FORMER nurse Anne Milton - nicknamed Wiltshire's Mother Theresa - marked her 100th birthday with friends and family at Merlin Court care home in Marlborough.

Staff at the care home put together a collage of pictures of her career which was shown off during a party on her birthday, March 13.

The centenarian opened presents and her telegram from the Queen in front of family and friends.

Tanya Fields, recreation and leisure organiser at the care home, said: “She was absolutely ecstatic.
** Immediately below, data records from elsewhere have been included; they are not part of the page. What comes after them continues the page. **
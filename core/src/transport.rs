//! Endpoint resolution and the SOAP session that performs the round-trip.
//!
//! # Design
//! `Endpoint::resolve` is pure: it combines the environment with the static
//! WSDL table and the configured URL. Opening a `SoapSession` is where I/O
//! starts. When the WSDL document for the service is present locally, the
//! session posts to the `soap:address` it declares, as a WSDL-driven SOAP
//! client would. A configured service URL always wins.
//!
//! HTTP error statuses are returned as data, not errors, so a SOAP fault in
//! a 500 response can still be parsed.

use std::fmt;
use std::io::BufReader;
use std::path::{Path, PathBuf};
use std::time::Duration;

use xmltree::Element;

use crate::config::{Environment, FedexConfig};
use crate::error::{FedexError, Result};
use crate::http::{HttpRequest, HttpResponse};

/// FedEx web service families, one WSDL document each.
#[derive(Debug, Clone, Copy, PartialEq, Eq, Hash)]
pub enum ServiceFamily {
    AddressValidation,
    CloseService,
    LocatorService,
    PackageMovement,
    PickupService,
    RateService,
    ReturnTagService,
    ShipService,
    UploadService,
    TrackService,
}

impl ServiceFamily {
    pub fn wsdl_document(&self) -> &'static str {
        match self {
            ServiceFamily::AddressValidation => "AddressValidationService_v2.wsdl",
            ServiceFamily::CloseService => "CloseService_v2.wsdl",
            ServiceFamily::LocatorService => "LocatorService_v2.wsdl",
            ServiceFamily::PackageMovement => "PackageMovementInformationService_v5.wsdl",
            ServiceFamily::PickupService => "PickupService_v3.wsdl",
            ServiceFamily::RateService => "RateService_v10.wsdl",
            ServiceFamily::ReturnTagService => "ReturnTagService_v1.wsdl",
            ServiceFamily::ShipService => "ShipService_v10.wsdl",
            ServiceFamily::UploadService => "UploadDocumentService_v1.wsdl",
            ServiceFamily::TrackService => "TrackService_v5.wsdl",
        }
    }
}

impl fmt::Display for ServiceFamily {
    fn fmt(&self, f: &mut fmt::Formatter<'_>) -> fmt::Result {
        fmt::Debug::fmt(self, f)
    }
}

/// Where and how to reach one service family.
#[derive(Debug, Clone, PartialEq, Eq)]
pub struct Endpoint {
    pub family: ServiceFamily,
    pub environment: Environment,
    pub wsdl_path: PathBuf,
    pub url: String,
    /// True when `url` came from configuration rather than the environment.
    pub url_overridden: bool,
    pub timeout: Duration,
}

impl Endpoint {
    pub fn resolve(config: &FedexConfig, family: ServiceFamily) -> Self {
        let wsdl_path = config
            .wsdl_root
            .join(config.environment.wsdl_dir())
            .join(family.wsdl_document());
        let (url, url_overridden) = match &config.service_url {
            Some(url) => (url.clone(), true),
            None => (config.environment.service_url().to_string(), false),
        };
        Self {
            family,
            environment: config.environment,
            wsdl_path,
            url,
            url_overridden,
            timeout: config.timeout(),
        }
    }
}

/// Executes SOAP requests. Implemented over ureq by `UreqTransport`; tests
/// plug in their own.
pub trait Transport {
    fn send(&self, endpoint: &Endpoint, request: &HttpRequest) -> Result<HttpResponse>;
}

/// An open connection to one endpoint.
pub struct SoapSession {
    location: String,
    agent: ureq::Agent,
}

impl fmt::Debug for SoapSession {
    fn fmt(&self, f: &mut fmt::Formatter<'_>) -> fmt::Result {
        f.debug_struct("SoapSession").field("location", &self.location).finish()
    }
}

impl SoapSession {
    pub fn open(endpoint: &Endpoint) -> Result<Self> {
        let location = if !endpoint.url_overridden && endpoint.wsdl_path.is_file() {
            wsdl_location(&endpoint.wsdl_path).map_err(|reason| FedexError::Connection {
                endpoint: endpoint.wsdl_path.display().to_string(),
                reason,
            })?
        } else {
            endpoint.url.clone()
        };

        if !(location.starts_with("http://") || location.starts_with("https://")) {
            return Err(FedexError::Connection {
                endpoint: location,
                reason: "service location must be an http(s) URL".to_string(),
            });
        }

        let agent = ureq::Agent::config_builder()
            .http_status_as_error(false)
            .timeout_connect(Some(endpoint.timeout))
            .build()
            .new_agent();

        tracing::debug!(family = %endpoint.family, %location, "SOAP session opened");
        Ok(Self { location, agent })
    }

    pub fn location(&self) -> &str {
        &self.location
    }

    /// POST the envelope to the session location.
    pub fn invoke(&self, request: &HttpRequest) -> Result<HttpResponse> {
        let mut builder = self.agent.post(&self.location);
        for (name, value) in &request.headers {
            builder = builder.header(name.as_str(), value.as_str());
        }
        let mut response = builder
            .send(request.body.as_bytes())
            .map_err(|e| FedexError::Transport(format!("{}: {e}", self.location)))?;

        let status = response.status().as_u16();
        let headers = response
            .headers()
            .iter()
            .filter_map(|(k, v)| v.to_str().ok().map(|v| (k.as_str().to_string(), v.to_string())))
            .collect();
        let body = response
            .body_mut()
            .read_to_string()
            .map_err(|e| FedexError::Transport(format!("reading SOAP response body: {e}")))?;

        Ok(HttpResponse { status, headers, body })
    }
}

/// Opens a fresh session for every call.
#[derive(Debug, Clone, Copy, Default)]
pub struct UreqTransport;

impl Transport for UreqTransport {
    fn send(&self, endpoint: &Endpoint, request: &HttpRequest) -> Result<HttpResponse> {
        SoapSession::open(endpoint)?.invoke(request)
    }
}

/// Read the `location` of the first `soap:address` in a WSDL document.
fn wsdl_location(path: &Path) -> std::result::Result<String, String> {
    let file = std::fs::File::open(path).map_err(|e| e.to_string())?;
    let root = Element::parse(BufReader::new(file)).map_err(|e| e.to_string())?;
    find_address_location(&root).ok_or_else(|| "no soap:address location in WSDL".to_string())
}

fn find_address_location(elem: &Element) -> Option<String> {
    if elem.name == "address" {
        if let Some(location) = elem.attributes.get("location") {
            return Some(location.clone());
        }
    }
    elem.children
        .iter()
        .filter_map(|n| n.as_element())
        .find_map(find_address_location)
}
//! HTTP exchange types for the host-does-IO pattern.
//!
//! # Design
//! A SOAP call is always a POST of an XML envelope, so the request carries
//! the target URL, headers and body only. `FedexClient` produces these
//! values and consumes `HttpResponse` without touching the network; a
//! `Transport` (or the caller) executes the round-trip in between.

/// A SOAP POST described as plain data.
#[derive(Debug, Clone, PartialEq, Eq)]
pub struct HttpRequest {
    pub url: String,
    pub headers: Vec<(String, String)>,
    pub body: String,
}

impl HttpRequest {
    pub fn header(&self, name: &str) -> Option<&str> {
        self.headers
            .iter()
            .find(|(k, _)| k.eq_ignore_ascii_case(name))
            .map(|(_, v)| v.as_str())
    }
}

/// An HTTP response described as plain data.
#[derive(Debug, Clone)]
pub struct HttpResponse {
    pub status: u16,
    pub headers: Vec<(String, String)>,
    pub body: String,
}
She loved it.

“It was supposed to be going on for two hours but it went on for five which was so nice for her.”

Miss Milton trained in London and during the Second World War she worked in an emergency maternity hospital in Buckinghamshire.
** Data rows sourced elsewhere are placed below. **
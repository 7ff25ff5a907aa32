//! Verify request building and reply parsing against JSON test vectors
//! stored in `test-vectors/`.
//!
//! Each vector file describes inputs, the expected request tree, a simulated
//! SOAP response and the expected reply. Trees are compared as parsed JSON;
//! top-level element order is checked separately because the WSDL sequence
//! order matters on the wire.

use fedex_core::types::CarrierCode;
use fedex_core::{CancelPickup, DropoffService, FedexClient, FedexConfig, HttpResponse, LocatorQuery, SoapRequest};
use serde_json::Value;

fn client() -> FedexClient {
    let mut config = FedexConfig::new("510087000", "118000000", "test-key", "test-pass");
    config.service_url = Some("http://localhost:3000/web-services".to_string());
    FedexClient::new(config)
}

fn cases(raw: &str) -> Vec<Value> {
    let vectors: Value = serde_json::from_str(raw).unwrap();
    vectors["cases"].as_array().unwrap().clone()
}

fn str_field<'a>(value: &'a Value, key: &str) -> &'a str {
    value[key].as_str().unwrap_or_else(|| panic!("missing string {key}"))
}

/// Check the built request, then parse the simulated response and check
/// the reply.
fn verify(c: &FedexClient, case: &Value, request: SoapRequest) {
    let name = str_field(case, "name");
    let expected_req = &case["expected_request"];

    assert_eq!(request.operation.name(), str_field(expected_req, "operation"), "{name}: operation");
    assert_eq!(request.endpoint.family.to_string(), str_field(expected_req, "family"), "{name}: family");
    assert_eq!(
        request.http.header("SOAPAction"),
        Some(str_field(expected_req, "soap_action")),
        "{name}: soap action"
    );
    assert_eq!(request.http.url, "http://localhost:3000/web-services", "{name}: url");
    assert_eq!(request.tree, expected_req["tree"], "{name}: tree");

    let keys = |v: &Value| v.as_object().unwrap().keys().cloned().collect::<Vec<_>>();
    assert_eq!(keys(&request.tree), keys(&expected_req["tree"]), "{name}: element order");

    let sim = &case["simulated_response"];
    let response = HttpResponse {
        status: sim["status"].as_u64().unwrap() as u16,
        headers: Vec::new(),
        body: str_field(sim, "body").to_string(),
    };
    let reply = c.parse_reply(&request, response).unwrap();

    let expected = &case["expected_result"];
    assert_eq!(
        reply.highest_severity.to_string(),
        str_field(expected, "highest_severity"),
        "{name}: severity"
    );
    let messages: Vec<String> = serde_json::from_value(expected["messages"].clone()).unwrap();
    assert_eq!(reply.messages(), messages, "{name}: messages");
    for (path, value) in expected["fields"].as_object().unwrap() {
        assert_eq!(reply.get_str(path), value.as_str(), "{name}: {path}");
    }
}

// ---------------------------------------------------------------------------
// Track
// ---------------------------------------------------------------------------

#[test]
fn track_test_vectors() {
    let c = client();
    for case in cases(include_str!("../../test-vectors/track.json")) {
        let request = c.build_track(str_field(&case["input"], "tracking_number")).unwrap();
        verify(&c, &case, request);
    }
}

// ---------------------------------------------------------------------------
// Postal code inquiry
// ---------------------------------------------------------------------------

#[test]
fn postal_code_inquiry_test_vectors() {
    let c = client();
    for case in cases(include_str!("../../test-vectors/postal_code_inquiry.json")) {
        let input = &case["input"];
        let carrier: CarrierCode = serde_json::from_value(input["carrier_code"].clone()).unwrap();
        let request = c
            .build_postal_code_inquiry(carrier, str_field(input, "postal_code"), str_field(input, "country_code"))
            .unwrap();
        verify(&c, &case, request);
    }
}

// ---------------------------------------------------------------------------
// Cancel pickup
// ---------------------------------------------------------------------------

#[test]
fn cancel_pickup_test_vectors() {
    let c = client();
    for case in cases(include_str!("../../test-vectors/cancel_pickup.json")) {
        let input = &case["input"];
        let cancel = CancelPickup {
            carrier_code: serde_json::from_value(input["carrier_code"].clone()).unwrap(),
            pickup_confirmation_number: str_field(input, "pickup_confirmation_number").to_string(),
            scheduled_date: str_field(input, "scheduled_date").to_string(),
            location: str_field(input, "location").to_string(),
            courier_remarks: input["courier_remarks"].as_str().map(str::to_string),
        };
        let request = c.build_cancel_pickup(&cancel).unwrap();
        verify(&c, &case, request);
    }
}

// ---------------------------------------------------------------------------
// Locator
// ---------------------------------------------------------------------------

fn dropoff_service(name: &str) -> DropoffService {
    match name {
        "Express" => DropoffService::Express,
        "Ground" => DropoffService::Ground,
        "FedExStaffed" => DropoffService::FedExStaffed,
        "FedExSelfService" => DropoffService::FedExSelfService,
        "FedExAuthorizedShippingCenter" => DropoffService::FedExAuthorizedShippingCenter,
        "HoldAtLocation" => DropoffService::HoldAtLocation,
        other => panic!("unknown dropoff service: {other}"),
    }
}

#[test]
fn locator_test_vectors() {
    let c = client();
    for case in cases(include_str!("../../test-vectors/locator.json")) {
        let input = &case["input"];
        let query = LocatorQuery {
            country_code: str_field(input, "country_code").to_string(),
            services: input["services"]
                .as_array()
                .unwrap()
                .iter()
                .map(|s| dropoff_service(s.as_str().unwrap()))
                .collect(),
            near_to_address: None,
            near_to_phone_number: input["near_to_phone_number"].as_str().map(str::to_string),
        };
        let request = c.build_locator(&query).unwrap();
        verify(&c, &case, request);
    }
}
After that she got a job in Battersea as a domiciliary midwife where she remembers cycling between five deliveries in one night.

In the 1950s she went to Indonesia and on returning to the UK in her forties she trained as a health visitor.

However, during her training she was asked to go to Cambodia to help set up a nursing health centre.

In 1972 Miss Milton was asked to move to Sri Lanka to given seminars to senior nurses.

She did two tours of duty in Sri Lanka and loved the country so much she continued to visit it up into her seventies.

Miss Milton also worked as the deputy county nursing officer for Wiltshire for three years in the early 1960s, joined the Queens Nursing Institute in London as an advisor and worked in Chiswick’s Polytechnic.

During her retirement she liked to travel and spend to time visiting Mother Teresa’s Orphanage and Hospices in Calcutta.

Miss Milton said that she feels very lucky in her varied career which she would not change and is glad she took full advantage of the opportunities.

Ms Fields said: “She’s just so lovely, so heart warming and affectionate.

“She doesn’t talk so her way of communicating is getting your hand to pull you in for a cuddle or to give you a smile.

“We call her Wiltshire’s Mother Teresa.”